Intisari-online.com - Pejabat AS telah menyatakan bahwa sistem keuangan Rusia akan runtuh jika Moskow menyerang Kiev.
Presiden Joe Biden mengatakan pada bulan Maret bahwa sanksi "menghancurkan ekonomi Rusia" dan bahwa "rubel hancur," menurut New York Times.
Biden dan para pemimpin Barat lainnya saat ini berada di KTT G7, dengan fokus pada menemukan cara untuk "lebih mencekik" ekonomi Rusia.
Tetapi selama beberapa bulan terakhir, pendapatan minyak Rusia telah mencapai rekor berkat kenaikan harga energi.
Setelah jatuh pada akhir Februari dan awal Maret, rubel pekan lalu mencapai nilai tertinggi dalam tujuh tahun terhadap dolar.
"Sistem keuangan Rusia kembali normal setelah beberapa minggu bergejolak," kata Elina Ribakova, pakar di Institute of International Finance di Washington.
"Strategi memotong pendapatan keuangan Rusia untuk mencegah konflik adalah pemikiran yang naif," tegasnya.
Menurut New York Times, AS dan Barat tidak mengharapkan sanksi untuk segera mengakhiri konflik, tetapi juga tidak mengharapkan sanksi terhadap Rusia akan menempatkan negara-negara ini di bawah tekanan saat ini.

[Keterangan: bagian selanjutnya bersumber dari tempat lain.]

//! Business handlers dispatched by the Pacer scheduler.

pub mod import;
pub mod meetings;
pub mod ratings;
pub mod upstream;

pub use import::{ImportSummary, MeetingsImportHandler, MeetingsImporter};
pub use meetings::{MeetingRecord, MeetingRepository, MeetingSummary, SqliteMeetingRepository};
pub use ratings::{is_ratings_newer, RatingsCheckHandler};
pub use upstream::{MeetingsSource, UpstreamClient, UpstreamMeeting, DEFAULT_BASE_URL};
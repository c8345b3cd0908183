use tokio::sync::broadcast::Receiver;
use tokio_util::sync::CancellationToken;
use tracing::{info, warn};

use crate::models::link_event::LinkEvent;

use super::services::NotificationSink;

/// Task: Surface link events to the user. On cancellation, events still
/// queued are delivered before exiting so a final disconnect notice is not
/// lost during shutdown.
/// Can be cancelled.
#[tracing::instrument(skip_all)]
pub async fn task_user_notifications(
    token: CancellationToken,
    mut sink: impl NotificationSink,
    mut rx_link_event: Receiver<LinkEvent>,
) {
    info!("Started.");
    loop {
        tokio::select! {
            _ = token.cancelled() => {
                warn!("Cancelled.");
                while let Ok(event) = rx_link_event.try_recv() {
                    sink.notify(&event);
                }
                break;
            },
            Ok(event) = rx_link_event.recv() => {
                sink.notify(&event);
            }
        };
    }
}

#[cfg(test)]
mod tests {
    use std::sync::{Arc, Mutex};

    use tokio::sync::broadcast;

    use super::*;

    /// Records everything notified, in place of the log surface.
    struct RecordingNotifier {
        notified: Arc<Mutex<Vec<LinkEvent>>>,
    }

    impl NotificationSink for RecordingNotifier {
        fn notify(&mut self, event: &LinkEvent) {
            self.notified
                .lock()
                .expect("Notifier mutex poisoned.")
                .push(event.clone());
        }
    }

    #[tokio::test]
    async fn test_events_queued_at_shutdown_are_still_delivered() {
        let notified = Arc::new(Mutex::new(Vec::new()));
        let sink = RecordingNotifier {
            notified: notified.clone(),
        };
        let token = CancellationToken::new();
        let (tx_link_event, rx_link_event) = broadcast::channel(32);

        let notifications =
            tokio::spawn(task_user_notifications(token.clone(), sink, rx_link_event));

        tx_link_event
            .send(LinkEvent::Connected)
            .expect("Failed to send event.");

        // The closing notice races the cancellation; it must be delivered
        // either way.
        tx_link_event
            .send(LinkEvent::Disconnected)
            .expect("Failed to send event.");
        token.cancel();
        notifications.await.expect("Notification task panicked.");

        let notified = notified.lock().expect("Notifier mutex poisoned.");
        assert_eq!(
            *notified,
            vec![LinkEvent::Connected, LinkEvent::Disconnected]
        );
    }
}
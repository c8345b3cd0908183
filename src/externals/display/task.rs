use tokio::sync::broadcast::Receiver;
use tokio_util::sync::CancellationToken;
use tracing::{info, trace, warn};

use crate::models::humidity::Humidity;

use super::services::DisplaySink;

/// Task: Drive the display sink with readings as they arrive.
/// Can be cancelled.
#[tracing::instrument(skip_all)]
pub async fn task_drive_display(
    token: CancellationToken,
    mut sink: impl DisplaySink,
    mut rx_reading: Receiver<Humidity>,
) {
    info!("Started.");
    loop {
        tokio::select! {
            _ = token.cancelled() => {
                warn!("Cancelled.");
                break;
            },
            Ok(reading) = rx_reading.recv() => {
                trace!("Displaying reading {}.", reading);
                sink.show(reading);
            }
        };
    }
}

#[cfg(test)]
mod tests {
    use std::sync::{Arc, Mutex};

    use tokio::sync::broadcast;

    use super::*;

    /// Records everything shown, in place of a real widget.
    struct RecordingDisplay {
        shown: Arc<Mutex<Vec<(String, u8)>>>,
    }

    impl DisplaySink for RecordingDisplay {
        fn show(&mut self, reading: Humidity) {
            self.shown
                .lock()
                .expect("Display mutex poisoned.")
                .push((reading.to_string(), reading.progress()));
        }
    }

    #[tokio::test]
    async fn test_readings_reach_the_sink() {
        let shown = Arc::new(Mutex::new(Vec::new()));
        let sink = RecordingDisplay {
            shown: shown.clone(),
        };
        let token = CancellationToken::new();
        let (tx_reading, rx_reading) = broadcast::channel(32);

        let display = tokio::spawn(task_drive_display(token.clone(), sink, rx_reading));

        tx_reading
            .send(Humidity::try_from(45.2f32).expect("Failed to create reading."))
            .expect("Failed to send reading.");
        tx_reading
            .send(Humidity::try_from(60.0f32).expect("Failed to create reading."))
            .expect("Failed to send reading.");

        // Give the task a chance to drain the channel before cancelling.
        tokio::task::yield_now().await;
        while shown.lock().expect("Display mutex poisoned.").len() < 2 {
            tokio::time::sleep(std::time::Duration::from_millis(5)).await;
        }

        token.cancel();
        display.await.expect("Display task panicked.");

        let shown = shown.lock().expect("Display mutex poisoned.");
        assert_eq!(shown[0], ("45.2%".to_string(), 45));
        assert_eq!(shown[1], ("60.0%".to_string(), 60));
    }
}
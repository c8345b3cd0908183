use std::io::{self, Write};

use tracing::warn;

use crate::models::humidity::Humidity;

/// Width of the rendered progress bar in characters.
const BAR_WIDTH: usize = 40;

/// This sink separates the external logic of presenting a reading from the
/// display task, which makes the task easier to unit test.
pub trait DisplaySink {
    /// Present one humidity reading: the numeric text plus the bounded
    /// 0-100 progress value.
    fn show(&mut self, reading: Humidity);
}

/// Renders readings in place on the terminal as the value text and a
/// progress bar.
pub struct TerminalDisplay;

impl DisplaySink for TerminalDisplay {
    fn show(&mut self, reading: Humidity) {
        if let Err(e) = render(reading) {
            warn!("Failed to render reading. Error: {}", e);
        }
    }
}

fn render(reading: Humidity) -> io::Result<()> {
    let progress = reading.progress() as usize;
    let filled = progress * BAR_WIDTH / 100;

    let mut stdout = io::stdout().lock();
    write!(
        stdout,
        "\rHumidity {:>6} [{}{}] {:>3}/100",
        reading.to_string(),
        "#".repeat(filled),
        "-".repeat(BAR_WIDTH - filled),
        progress
    )?;
    stdout.flush()
}
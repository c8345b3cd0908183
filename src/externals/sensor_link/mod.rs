pub mod controller;
pub mod parse;
pub mod services;
pub mod task;
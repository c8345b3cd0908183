use std::fmt::Display;

/// User-facing notifications emitted as the sensor link changes state.
#[derive(Debug, Clone, PartialEq, Eq)]
pub enum LinkEvent {
    /// The RFCOMM channel was opened and the read loop started.
    Connected,
    /// The channel was closed on request.
    Disconnected,
    /// No Bluetooth adapter is present on the host.
    AdapterUnavailable,
    /// The adapter exists but is powered off.
    AdapterDisabled,
    /// Opening the channel failed.
    ConnectFailed(String),
    /// The read loop hit a stream error and stopped.
    ReadFailed(String),
    /// The remote device closed the stream.
    RemoteClosed,
}

impl Display for LinkEvent {
    fn fmt(&self, f: &mut std::fmt::Formatter<'_>) -> std::fmt::Result {
        match self {
            LinkEvent::Connected => write!(f, "Connection to the humidity sensor established."),
            LinkEvent::Disconnected => write!(f, "Connection to the humidity sensor closed."),
            LinkEvent::AdapterUnavailable => write!(f, "No Bluetooth adapter is available."),
            LinkEvent::AdapterDisabled => write!(f, "Please turn Bluetooth on."),
            LinkEvent::ConnectFailed(reason) => {
                write!(f, "Could not connect to the humidity sensor: {}", reason)
            }
            LinkEvent::ReadFailed(reason) => {
                write!(f, "Lost contact with the humidity sensor: {}", reason)
            }
            LinkEvent::RemoteClosed => write!(f, "The humidity sensor closed the connection."),
        }
    }
}
use std::path::Path;

use anyhow::Result;
use serde::{Deserialize, Serialize};

use crate::externals::sensor_link::parse::ParsePolicy;

/// Configuration for the sensor link. Every field has a default matching
/// the fixed HC-05 module this tool was built for, so running without a
/// config file works out of the box.
#[derive(Debug, Clone, Serialize, Deserialize)]
#[serde(default)]
pub struct LinkConfig {
    /// MAC address of the HC-05 module.
    pub device_address: String,

    /// RFCOMM channel the module's Serial Port Profile service is bound to.
    pub channel: u8,

    /// How humidity values are extracted from received text.
    pub parse_policy: ParsePolicy,

    /// Size of the read buffer in bytes.
    pub read_buffer_bytes: usize,
}

impl Default for LinkConfig {
    fn default() -> Self {
        Self {
            device_address: "98:D3:31:F5:A3:00".to_string(),
            channel: 1,
            parse_policy: ParsePolicy::BareNumber,
            read_buffer_bytes: 1024,
        }
    }
}

impl LinkConfig {
    pub const DEFAULT_PATH: &'static str = "hygrolink.toml";

    /// Load the configuration from the default path, falling back to the
    /// built-in defaults when no file exists.
    pub fn load() -> Result<Self> {
        Self::load_from(Path::new(Self::DEFAULT_PATH))
    }

    pub fn load_from(path: &Path) -> Result<Self> {
        if !path.exists() {
            return Ok(Self::default());
        }
        let content = std::fs::read_to_string(path)?;
        Ok(toml::from_str(&content)?)
    }
}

Meskipun jaminan awal bahwa sanksi tidak akan mempengaruhi impor dan ekspor energi, Amerika Serikat melarang impor minyak Rusia dan Uni Eropa (UE) juga mengumumkan rencana untuk mengurangi impor minyak dari Rusia sebesar 90% akhir tahun ini.
Pergerakan ini telah berkontribusi pada harga energi yang lebih tinggi di Eropa, sementara banyak negara bagian di AS juga mencatat rekor harga bensin sebesar 5 USD/galon.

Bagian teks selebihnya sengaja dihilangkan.